■ Data excerpts ■
· · · · ·
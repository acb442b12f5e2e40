//! Transport abstraction layer for Wordfray.
//!
//! Provides the [`Connector`] and [`Connection`] traits that abstract over
//! how the client reaches the game server. The session layer only ever
//! talks to these traits, so reconnection logic can be exercised against
//! an in-memory transport with a paused clock.
//!
//! # Feature Flags
//!
//! - `websocket` (default): WebSocket client via `tokio-tungstenite`
//! - `memory`: in-process transport for tests ([`MemoryConnector`])

#![allow(async_fn_in_trait)]

mod error;
#[cfg(any(test, feature = "memory"))]
mod memory;
#[cfg(feature = "websocket")]
mod websocket;

pub use error::TransportError;
#[cfg(any(test, feature = "memory"))]
pub use memory::{MemoryConnection, MemoryConnector, MemoryPeer};
#[cfg(feature = "websocket")]
pub use websocket::{WebSocketConnection, WebSocketConnector};

use std::fmt;

/// Tags one dialed connection in logs. A reconnection gets a fresh id, so
/// log lines from before and after a drop can be told apart.
#[derive(Debug, Clone, Copy, PartialEq, Eq, Hash, PartialOrd, Ord)]
pub struct ConnectionId(u64);

impl ConnectionId {
    pub fn new(id: u64) -> Self {
        Self(id)
    }

    pub fn get(self) -> u64 {
        self.0
    }
}

impl fmt::Display for ConnectionId {
    fn fmt(&self, f: &mut fmt::Formatter<'_>) -> fmt::Result {
        write!(f, "dial#{}", self.0)
    }
}

/// Opens outgoing connections to a server endpoint.
pub trait Connector: Send + Sync + 'static {
    /// The connection type produced by this connector.
    type Connection: Connection;

    /// Opens one connection to `url`.
    async fn connect(&self, url: &str) -> Result<Self::Connection, TransportError>;
}

/// A single connection that carries text frames in both directions.
pub trait Connection: Send + Sync + 'static {
    /// Sends one text frame to the remote peer.
    async fn send(&self, frame: &str) -> Result<(), TransportError>;

    /// Receives the next text frame from the remote peer.
    ///
    /// Returns `Ok(None)` when the connection is cleanly closed.
    async fn recv(&self) -> Result<Option<String>, TransportError>;

    /// Closes the connection.
    async fn close(&self) -> Result<(), TransportError>;

    /// Returns the unique identifier for this connection.
    fn id(&self) -> ConnectionId;
}

#[cfg(test)]
mod tests {
    use super::*;

    #[test]
    fn test_connection_id_orders_and_displays() {
        let first = ConnectionId::new(7);
        let second = ConnectionId::new(8);
        assert!(first < second);
        assert_eq!(second.get(), 8);
        assert_eq!(first.to_string(), "dial#7");
    }

    #[test]
    fn test_connect_failed_names_the_url() {
        let err = TransportError::ConnectFailed {
            url: "ws://nowhere/create-room".into(),
            source: std::io::Error::new(std::io::ErrorKind::ConnectionRefused, "refused"),
        };
        assert!(err.to_string().contains("ws://nowhere/create-room"));
    }
}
· · · · ·
■ PROBLEM ■
Starting with the line that holds "a paused clock." and ending with the line that holds "use std::fmt;", retype every line in the data above exactly, and nothing else.

■ SOLUTION BELOW ■
//! an in-memory transport with a paused clock.
//!
//! # Feature Flags
//!
//! - `websocket` (default): WebSocket client via `tokio-tungstenite`
//! - `memory`: in-process transport for tests ([`MemoryConnector`])

#![allow(async_fn_in_trait)]

mod error;
#[cfg(any(test, feature = "memory"))]
mod memory;
#[cfg(feature = "websocket")]
mod websocket;

pub use error::TransportError;
#[cfg(any(test, feature = "memory"))]
pub use memory::{MemoryConnection, MemoryConnector, MemoryPeer};
#[cfg(feature = "websocket")]
pub use websocket::{WebSocketConnection, WebSocketConnector};

use std::fmt;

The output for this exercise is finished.